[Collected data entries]
use linfa::ParamGuard;
use okriging_kriging::{OrdinaryKriging, StationPoint};
use okriging_raster::GridParams;

fn main() {
    let _ = env_logger::Builder::from_env(env_logger::Env::new().filter_or("OKRIGING_LOG", "info"))
        .try_init();

    // daily precipitation sums (mm) of a few german stations
    let stations = vec![
        StationPoint::new("Hamburg", 53.63, 9.99, 4.2),
        StationPoint::new("Bremen", 53.05, 8.80, 5.1),
        StationPoint::new("Hannover", 52.46, 9.68, 3.0),
        StationPoint::new("Berlin", 52.47, 13.40, 0.4),
        StationPoint::new("Leipzig", 51.32, 12.42, 1.1),
        StationPoint::new("Dresden", 51.13, 13.75, 0.9),
        StationPoint::new("Essen", 51.40, 6.97, 7.8),
        StationPoint::new("Koeln", 50.86, 7.16, 8.4),
        StationPoint::new("Frankfurt", 50.03, 8.52, 6.3),
        StationPoint::new("Erfurt", 50.98, 10.96, 2.2),
        StationPoint::new("Nuernberg", 49.50, 11.05, 1.7),
        StationPoint::new("Stuttgart", 48.69, 9.22, 5.5),
        StationPoint::new("Muenchen", 48.16, 11.54, 3.6),
        StationPoint::new("Freiburg", 48.02, 7.83, 9.1),
        StationPoint::new("Rostock", 54.18, 12.08, 2.4),
    ];

    let kriging = OrdinaryKriging::params()
        .weights_correction(true)
        .check()
        .expect("valid parameters")
        .fit(&stations)
        .expect("kriging model");
    let model = kriging.model();
    println!(
        "nugget={:.3} sill={} range={:.1} km",
        model.nugget, model.sill, model.range
    );

    let grid = GridParams::new(47., 55., 5., 16.)
        .rows(40)
        .check()
        .expect("valid grid");
    let output = kriging.interpolate(&grid).expect("interpolation");
    if let Some(summary) = output.summary {
        println!(
            "{} cells in [{:.2}, {:.2}] mm, mean {:.2} mm, {} unresolved",
            summary.resolved, summary.min, summary.max, summary.mean, summary.unresolved
        );
    }
}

• Exercise details: Read the entries and show each line that mentions "expect".

• Task output:
        .expect("valid parameters")
        .expect("kriging model");
        .expect("valid grid");
    let output = kriging.interpolate(&grid).expect("interpolation");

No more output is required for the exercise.